__Dataset entries__.
*** Begin section ***

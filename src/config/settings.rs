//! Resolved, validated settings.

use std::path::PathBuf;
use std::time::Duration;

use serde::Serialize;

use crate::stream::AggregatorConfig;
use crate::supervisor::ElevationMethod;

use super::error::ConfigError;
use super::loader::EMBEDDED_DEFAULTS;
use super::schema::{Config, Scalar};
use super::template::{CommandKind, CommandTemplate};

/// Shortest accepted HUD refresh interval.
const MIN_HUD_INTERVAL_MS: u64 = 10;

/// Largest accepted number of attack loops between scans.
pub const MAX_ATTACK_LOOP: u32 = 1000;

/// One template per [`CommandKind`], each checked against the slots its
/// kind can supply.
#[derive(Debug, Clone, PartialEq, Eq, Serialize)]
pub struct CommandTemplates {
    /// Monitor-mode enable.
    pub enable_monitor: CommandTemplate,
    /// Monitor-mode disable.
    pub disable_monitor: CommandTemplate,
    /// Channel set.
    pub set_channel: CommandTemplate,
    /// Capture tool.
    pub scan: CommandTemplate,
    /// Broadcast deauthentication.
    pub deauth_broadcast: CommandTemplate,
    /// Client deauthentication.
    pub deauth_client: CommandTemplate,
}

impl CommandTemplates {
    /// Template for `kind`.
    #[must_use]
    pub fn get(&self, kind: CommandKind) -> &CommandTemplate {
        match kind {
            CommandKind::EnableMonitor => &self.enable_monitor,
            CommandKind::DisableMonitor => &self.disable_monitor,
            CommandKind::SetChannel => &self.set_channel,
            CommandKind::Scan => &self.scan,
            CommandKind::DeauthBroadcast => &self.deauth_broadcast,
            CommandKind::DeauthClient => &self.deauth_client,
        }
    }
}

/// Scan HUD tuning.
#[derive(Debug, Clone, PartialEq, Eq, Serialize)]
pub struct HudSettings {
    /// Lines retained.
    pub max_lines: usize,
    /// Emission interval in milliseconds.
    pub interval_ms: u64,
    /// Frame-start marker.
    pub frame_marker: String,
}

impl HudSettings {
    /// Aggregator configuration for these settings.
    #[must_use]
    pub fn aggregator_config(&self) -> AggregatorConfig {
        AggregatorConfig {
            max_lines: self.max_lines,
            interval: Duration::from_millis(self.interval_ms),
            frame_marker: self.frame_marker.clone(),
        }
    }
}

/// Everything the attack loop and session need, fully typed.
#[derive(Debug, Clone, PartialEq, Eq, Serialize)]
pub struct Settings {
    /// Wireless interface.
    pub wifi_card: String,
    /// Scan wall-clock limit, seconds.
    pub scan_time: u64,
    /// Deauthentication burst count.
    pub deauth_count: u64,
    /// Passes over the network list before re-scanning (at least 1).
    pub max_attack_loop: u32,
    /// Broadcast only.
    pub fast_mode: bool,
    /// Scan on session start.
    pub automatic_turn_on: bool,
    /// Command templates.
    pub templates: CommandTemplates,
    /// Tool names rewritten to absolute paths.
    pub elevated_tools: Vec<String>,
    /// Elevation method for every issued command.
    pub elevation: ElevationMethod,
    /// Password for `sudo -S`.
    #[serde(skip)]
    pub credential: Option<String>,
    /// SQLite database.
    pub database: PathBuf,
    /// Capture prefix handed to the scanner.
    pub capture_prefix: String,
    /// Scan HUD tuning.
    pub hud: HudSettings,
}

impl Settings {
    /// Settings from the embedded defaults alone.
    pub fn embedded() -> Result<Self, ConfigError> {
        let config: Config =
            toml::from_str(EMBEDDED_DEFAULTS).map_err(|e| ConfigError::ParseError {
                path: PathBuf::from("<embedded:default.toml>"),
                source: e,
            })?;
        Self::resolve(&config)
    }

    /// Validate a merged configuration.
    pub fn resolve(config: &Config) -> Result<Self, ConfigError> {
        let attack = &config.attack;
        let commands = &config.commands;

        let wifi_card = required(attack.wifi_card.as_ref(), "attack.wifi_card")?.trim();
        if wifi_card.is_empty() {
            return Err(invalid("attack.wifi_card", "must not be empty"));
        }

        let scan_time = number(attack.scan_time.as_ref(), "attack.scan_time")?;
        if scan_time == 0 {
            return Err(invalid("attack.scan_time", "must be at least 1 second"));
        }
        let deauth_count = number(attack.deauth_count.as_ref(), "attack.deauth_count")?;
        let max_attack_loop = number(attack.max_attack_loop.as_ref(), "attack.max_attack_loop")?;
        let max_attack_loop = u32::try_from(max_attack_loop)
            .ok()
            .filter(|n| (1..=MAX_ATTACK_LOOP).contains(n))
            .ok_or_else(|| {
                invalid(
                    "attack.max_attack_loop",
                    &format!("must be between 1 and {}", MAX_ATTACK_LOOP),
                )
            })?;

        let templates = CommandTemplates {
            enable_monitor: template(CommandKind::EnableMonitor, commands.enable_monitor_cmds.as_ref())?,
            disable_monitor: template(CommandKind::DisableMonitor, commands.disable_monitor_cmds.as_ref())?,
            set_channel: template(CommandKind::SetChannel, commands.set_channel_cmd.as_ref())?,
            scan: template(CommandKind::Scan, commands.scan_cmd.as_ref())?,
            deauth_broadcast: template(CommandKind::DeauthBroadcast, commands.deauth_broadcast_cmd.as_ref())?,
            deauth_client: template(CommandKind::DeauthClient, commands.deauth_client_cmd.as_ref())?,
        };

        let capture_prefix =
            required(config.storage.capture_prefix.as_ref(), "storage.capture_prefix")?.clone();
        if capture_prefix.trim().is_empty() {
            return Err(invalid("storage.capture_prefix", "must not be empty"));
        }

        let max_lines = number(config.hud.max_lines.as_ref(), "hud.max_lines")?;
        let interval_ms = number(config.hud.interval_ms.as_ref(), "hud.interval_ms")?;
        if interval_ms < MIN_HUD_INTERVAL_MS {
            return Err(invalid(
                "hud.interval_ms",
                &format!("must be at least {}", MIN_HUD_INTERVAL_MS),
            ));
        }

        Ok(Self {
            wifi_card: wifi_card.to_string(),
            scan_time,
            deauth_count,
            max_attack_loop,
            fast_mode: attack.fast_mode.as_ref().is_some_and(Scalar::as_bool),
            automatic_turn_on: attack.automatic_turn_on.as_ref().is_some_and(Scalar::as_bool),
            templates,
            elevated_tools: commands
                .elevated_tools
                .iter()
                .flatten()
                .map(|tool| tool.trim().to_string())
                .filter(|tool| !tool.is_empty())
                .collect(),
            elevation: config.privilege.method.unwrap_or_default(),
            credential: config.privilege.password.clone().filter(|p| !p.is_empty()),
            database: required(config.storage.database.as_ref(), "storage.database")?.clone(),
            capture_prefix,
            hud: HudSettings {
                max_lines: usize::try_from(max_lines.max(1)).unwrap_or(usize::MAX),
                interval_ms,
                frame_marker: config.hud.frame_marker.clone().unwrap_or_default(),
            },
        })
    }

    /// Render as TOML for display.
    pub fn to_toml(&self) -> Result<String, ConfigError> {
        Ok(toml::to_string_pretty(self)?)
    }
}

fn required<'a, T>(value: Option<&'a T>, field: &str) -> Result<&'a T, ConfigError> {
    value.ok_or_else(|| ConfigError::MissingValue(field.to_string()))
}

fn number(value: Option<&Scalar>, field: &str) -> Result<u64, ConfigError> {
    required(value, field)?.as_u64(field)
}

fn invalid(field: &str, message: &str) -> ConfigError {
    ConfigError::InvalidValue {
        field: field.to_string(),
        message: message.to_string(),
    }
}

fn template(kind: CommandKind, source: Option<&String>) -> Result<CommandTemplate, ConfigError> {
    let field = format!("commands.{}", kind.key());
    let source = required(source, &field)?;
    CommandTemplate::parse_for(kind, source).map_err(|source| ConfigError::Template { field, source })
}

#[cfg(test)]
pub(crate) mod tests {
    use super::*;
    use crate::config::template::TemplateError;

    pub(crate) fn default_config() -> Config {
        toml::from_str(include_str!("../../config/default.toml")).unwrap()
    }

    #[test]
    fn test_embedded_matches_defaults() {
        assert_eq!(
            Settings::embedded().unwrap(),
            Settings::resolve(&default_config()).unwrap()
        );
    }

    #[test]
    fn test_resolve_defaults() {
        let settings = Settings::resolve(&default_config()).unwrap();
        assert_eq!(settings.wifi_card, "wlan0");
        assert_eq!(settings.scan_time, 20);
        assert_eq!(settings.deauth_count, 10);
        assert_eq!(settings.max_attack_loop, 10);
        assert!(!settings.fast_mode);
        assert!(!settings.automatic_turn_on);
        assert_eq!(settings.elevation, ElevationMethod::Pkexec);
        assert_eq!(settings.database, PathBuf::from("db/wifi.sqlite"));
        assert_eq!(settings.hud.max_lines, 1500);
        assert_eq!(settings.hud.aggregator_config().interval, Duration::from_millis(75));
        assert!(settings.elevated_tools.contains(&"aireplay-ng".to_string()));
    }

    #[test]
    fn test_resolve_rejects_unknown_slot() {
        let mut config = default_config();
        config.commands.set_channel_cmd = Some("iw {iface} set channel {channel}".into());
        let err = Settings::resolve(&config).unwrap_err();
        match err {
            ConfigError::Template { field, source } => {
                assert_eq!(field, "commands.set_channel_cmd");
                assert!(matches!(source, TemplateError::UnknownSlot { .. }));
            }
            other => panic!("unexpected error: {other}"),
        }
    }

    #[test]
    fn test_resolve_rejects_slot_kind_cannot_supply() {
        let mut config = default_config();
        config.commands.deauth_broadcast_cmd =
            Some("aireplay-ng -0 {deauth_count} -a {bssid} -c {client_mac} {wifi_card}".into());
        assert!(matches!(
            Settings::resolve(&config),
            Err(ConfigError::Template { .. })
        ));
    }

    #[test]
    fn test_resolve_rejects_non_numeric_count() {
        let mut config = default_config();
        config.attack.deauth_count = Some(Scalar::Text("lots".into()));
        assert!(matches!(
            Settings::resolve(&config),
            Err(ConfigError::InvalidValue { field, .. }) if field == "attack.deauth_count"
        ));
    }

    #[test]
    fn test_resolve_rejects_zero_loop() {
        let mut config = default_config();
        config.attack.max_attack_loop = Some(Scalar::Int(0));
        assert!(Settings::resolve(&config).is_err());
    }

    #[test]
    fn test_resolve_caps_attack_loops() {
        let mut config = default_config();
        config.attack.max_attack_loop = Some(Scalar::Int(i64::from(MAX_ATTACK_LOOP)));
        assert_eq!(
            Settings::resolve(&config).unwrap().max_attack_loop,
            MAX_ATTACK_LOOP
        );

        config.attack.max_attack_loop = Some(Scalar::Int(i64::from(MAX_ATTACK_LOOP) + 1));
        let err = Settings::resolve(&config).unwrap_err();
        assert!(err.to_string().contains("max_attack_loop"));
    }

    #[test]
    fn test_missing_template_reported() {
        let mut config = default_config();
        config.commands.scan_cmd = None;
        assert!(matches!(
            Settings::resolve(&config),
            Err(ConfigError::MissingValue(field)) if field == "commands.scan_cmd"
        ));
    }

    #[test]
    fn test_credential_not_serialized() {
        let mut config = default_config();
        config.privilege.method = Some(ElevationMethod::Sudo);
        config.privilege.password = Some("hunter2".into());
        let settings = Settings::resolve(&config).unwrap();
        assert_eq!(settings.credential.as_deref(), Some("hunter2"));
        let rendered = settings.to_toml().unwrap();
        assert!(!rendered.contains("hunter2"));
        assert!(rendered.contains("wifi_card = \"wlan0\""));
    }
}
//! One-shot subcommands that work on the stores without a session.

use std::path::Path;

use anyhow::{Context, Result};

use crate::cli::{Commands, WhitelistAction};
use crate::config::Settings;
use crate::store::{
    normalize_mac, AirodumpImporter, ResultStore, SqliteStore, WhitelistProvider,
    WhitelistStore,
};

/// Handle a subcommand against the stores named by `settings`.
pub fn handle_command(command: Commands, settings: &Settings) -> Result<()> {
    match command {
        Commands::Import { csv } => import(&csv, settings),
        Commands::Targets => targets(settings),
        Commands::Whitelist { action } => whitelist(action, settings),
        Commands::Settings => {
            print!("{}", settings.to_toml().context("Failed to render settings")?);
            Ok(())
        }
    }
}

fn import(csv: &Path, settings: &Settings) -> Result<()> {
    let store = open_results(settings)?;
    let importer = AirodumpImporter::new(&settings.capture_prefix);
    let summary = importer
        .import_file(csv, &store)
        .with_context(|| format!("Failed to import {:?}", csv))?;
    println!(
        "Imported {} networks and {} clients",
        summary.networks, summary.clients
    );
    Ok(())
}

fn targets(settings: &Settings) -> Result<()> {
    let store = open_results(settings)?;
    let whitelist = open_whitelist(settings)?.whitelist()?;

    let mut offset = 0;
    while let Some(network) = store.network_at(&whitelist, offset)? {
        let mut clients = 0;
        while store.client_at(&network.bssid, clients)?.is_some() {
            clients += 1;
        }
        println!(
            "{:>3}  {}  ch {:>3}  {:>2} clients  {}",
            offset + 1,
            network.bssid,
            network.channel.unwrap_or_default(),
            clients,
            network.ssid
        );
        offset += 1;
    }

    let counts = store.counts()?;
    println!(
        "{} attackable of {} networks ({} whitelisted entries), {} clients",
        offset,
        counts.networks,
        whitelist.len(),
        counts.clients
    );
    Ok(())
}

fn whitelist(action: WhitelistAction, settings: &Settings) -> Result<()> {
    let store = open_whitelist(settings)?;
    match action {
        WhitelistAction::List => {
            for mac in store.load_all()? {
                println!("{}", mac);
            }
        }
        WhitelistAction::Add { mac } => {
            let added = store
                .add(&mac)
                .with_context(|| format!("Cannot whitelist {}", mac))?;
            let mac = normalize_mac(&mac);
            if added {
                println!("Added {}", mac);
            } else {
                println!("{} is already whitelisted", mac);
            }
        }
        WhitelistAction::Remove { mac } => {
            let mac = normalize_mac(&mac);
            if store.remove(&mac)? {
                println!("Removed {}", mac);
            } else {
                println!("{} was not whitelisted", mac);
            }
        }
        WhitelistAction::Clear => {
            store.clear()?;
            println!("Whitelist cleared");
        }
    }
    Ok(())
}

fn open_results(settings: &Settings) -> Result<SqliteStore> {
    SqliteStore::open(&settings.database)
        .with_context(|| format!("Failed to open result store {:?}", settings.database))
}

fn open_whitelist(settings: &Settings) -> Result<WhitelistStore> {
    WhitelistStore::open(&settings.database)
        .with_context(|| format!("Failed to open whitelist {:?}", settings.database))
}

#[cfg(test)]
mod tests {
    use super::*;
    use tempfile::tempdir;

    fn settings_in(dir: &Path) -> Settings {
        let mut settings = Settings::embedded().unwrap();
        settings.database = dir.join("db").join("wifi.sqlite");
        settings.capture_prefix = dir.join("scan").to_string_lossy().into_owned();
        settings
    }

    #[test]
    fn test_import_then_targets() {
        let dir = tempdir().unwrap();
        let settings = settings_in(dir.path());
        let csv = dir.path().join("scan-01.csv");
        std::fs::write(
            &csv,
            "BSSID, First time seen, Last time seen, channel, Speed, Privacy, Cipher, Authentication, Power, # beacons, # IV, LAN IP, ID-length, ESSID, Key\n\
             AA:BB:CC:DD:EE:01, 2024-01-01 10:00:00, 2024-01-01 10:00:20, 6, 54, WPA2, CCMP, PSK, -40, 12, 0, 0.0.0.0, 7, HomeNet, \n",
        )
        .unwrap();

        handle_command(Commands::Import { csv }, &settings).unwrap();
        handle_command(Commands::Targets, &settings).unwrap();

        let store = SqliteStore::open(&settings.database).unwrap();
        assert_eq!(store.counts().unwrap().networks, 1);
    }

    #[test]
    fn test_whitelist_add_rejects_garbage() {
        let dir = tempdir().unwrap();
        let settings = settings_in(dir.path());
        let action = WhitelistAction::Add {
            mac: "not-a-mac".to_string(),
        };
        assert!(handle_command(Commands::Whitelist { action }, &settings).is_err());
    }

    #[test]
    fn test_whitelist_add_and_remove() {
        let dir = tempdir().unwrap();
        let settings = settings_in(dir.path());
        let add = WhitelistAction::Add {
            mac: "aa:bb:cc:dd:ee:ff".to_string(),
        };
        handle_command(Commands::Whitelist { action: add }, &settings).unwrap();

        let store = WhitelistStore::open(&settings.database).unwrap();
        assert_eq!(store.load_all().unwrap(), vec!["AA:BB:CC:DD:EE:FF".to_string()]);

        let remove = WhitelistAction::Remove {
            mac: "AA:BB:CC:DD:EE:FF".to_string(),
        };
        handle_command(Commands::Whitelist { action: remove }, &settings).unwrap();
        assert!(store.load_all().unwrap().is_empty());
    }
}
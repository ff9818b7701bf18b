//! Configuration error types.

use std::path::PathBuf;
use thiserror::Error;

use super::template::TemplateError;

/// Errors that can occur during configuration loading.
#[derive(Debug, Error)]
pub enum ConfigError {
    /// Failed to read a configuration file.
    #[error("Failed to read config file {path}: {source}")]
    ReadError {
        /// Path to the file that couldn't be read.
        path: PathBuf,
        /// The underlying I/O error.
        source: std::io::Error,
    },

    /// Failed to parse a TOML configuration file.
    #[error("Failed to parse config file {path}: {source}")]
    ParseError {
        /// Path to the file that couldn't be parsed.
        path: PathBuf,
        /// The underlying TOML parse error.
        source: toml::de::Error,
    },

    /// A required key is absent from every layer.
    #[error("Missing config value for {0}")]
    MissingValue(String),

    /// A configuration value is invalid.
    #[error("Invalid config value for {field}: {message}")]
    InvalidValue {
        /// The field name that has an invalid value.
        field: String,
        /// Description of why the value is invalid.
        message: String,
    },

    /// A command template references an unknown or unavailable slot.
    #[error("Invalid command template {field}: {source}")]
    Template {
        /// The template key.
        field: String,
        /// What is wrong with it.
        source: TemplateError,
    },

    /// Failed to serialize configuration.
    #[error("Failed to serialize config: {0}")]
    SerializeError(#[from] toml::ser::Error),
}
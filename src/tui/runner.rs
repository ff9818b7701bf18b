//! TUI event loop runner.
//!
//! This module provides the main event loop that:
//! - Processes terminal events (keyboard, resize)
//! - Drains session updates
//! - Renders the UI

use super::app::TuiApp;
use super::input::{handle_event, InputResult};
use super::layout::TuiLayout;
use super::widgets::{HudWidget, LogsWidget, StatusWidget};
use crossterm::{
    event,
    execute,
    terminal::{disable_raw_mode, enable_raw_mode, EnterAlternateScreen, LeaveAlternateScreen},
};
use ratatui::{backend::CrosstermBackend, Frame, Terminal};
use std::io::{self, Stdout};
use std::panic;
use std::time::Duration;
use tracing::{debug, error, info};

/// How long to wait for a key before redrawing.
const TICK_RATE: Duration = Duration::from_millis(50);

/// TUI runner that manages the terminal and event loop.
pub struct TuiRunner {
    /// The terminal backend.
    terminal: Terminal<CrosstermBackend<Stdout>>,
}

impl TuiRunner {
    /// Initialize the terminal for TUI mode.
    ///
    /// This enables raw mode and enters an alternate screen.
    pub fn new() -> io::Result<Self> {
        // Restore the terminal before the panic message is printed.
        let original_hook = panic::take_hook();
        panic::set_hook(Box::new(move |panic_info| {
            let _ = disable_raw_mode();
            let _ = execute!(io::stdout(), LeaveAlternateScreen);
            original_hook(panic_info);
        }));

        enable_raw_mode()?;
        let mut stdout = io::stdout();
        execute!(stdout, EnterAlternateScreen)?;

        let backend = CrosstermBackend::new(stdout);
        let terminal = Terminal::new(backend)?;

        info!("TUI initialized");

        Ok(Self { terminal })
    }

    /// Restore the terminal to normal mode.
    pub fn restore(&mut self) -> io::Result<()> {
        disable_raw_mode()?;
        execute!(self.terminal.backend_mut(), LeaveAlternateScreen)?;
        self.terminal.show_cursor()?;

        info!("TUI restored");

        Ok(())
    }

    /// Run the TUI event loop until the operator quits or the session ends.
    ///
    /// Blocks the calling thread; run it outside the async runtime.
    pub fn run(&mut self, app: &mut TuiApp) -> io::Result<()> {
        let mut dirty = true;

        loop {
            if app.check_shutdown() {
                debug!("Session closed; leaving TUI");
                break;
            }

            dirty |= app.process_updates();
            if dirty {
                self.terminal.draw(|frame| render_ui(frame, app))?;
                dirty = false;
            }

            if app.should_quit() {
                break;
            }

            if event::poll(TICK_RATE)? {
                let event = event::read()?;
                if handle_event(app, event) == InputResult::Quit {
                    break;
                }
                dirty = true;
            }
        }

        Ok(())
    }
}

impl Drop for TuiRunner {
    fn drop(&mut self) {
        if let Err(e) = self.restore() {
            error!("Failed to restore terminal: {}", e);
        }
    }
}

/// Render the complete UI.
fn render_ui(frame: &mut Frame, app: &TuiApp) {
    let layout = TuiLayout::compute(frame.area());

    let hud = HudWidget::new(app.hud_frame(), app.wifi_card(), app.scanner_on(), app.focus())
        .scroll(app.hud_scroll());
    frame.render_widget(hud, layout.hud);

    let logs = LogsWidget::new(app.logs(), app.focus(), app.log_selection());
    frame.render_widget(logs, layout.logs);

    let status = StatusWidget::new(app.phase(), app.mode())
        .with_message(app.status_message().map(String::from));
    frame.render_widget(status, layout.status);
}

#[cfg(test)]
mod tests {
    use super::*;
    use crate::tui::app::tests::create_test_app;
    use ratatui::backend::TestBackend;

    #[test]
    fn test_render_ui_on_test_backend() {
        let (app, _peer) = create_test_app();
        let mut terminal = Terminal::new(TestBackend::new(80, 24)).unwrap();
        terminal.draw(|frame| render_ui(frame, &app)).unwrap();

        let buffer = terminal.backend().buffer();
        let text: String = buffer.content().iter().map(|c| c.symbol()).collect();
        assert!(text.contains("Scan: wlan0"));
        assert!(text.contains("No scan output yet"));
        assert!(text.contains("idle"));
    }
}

*** End section ***

__TASK STATEMENT__. Take the entries above and copy them exactly from the first line through the line with "HUD refresh interval."; leave out every line after it.

__SOLUTION FOR THIS TASK__.
filename src/config/settings.rs
//! Resolved, validated settings.

use std::path::PathBuf;
use std::time::Duration;

use serde::Serialize;

use crate::stream::AggregatorConfig;
use crate::supervisor::ElevationMethod;

use super::error::ConfigError;
use super::loader::EMBEDDED_DEFAULTS;
use super::schema::{Config, Scalar};
use super::template::{CommandKind, CommandTemplate};

/// Shortest accepted HUD refresh interval.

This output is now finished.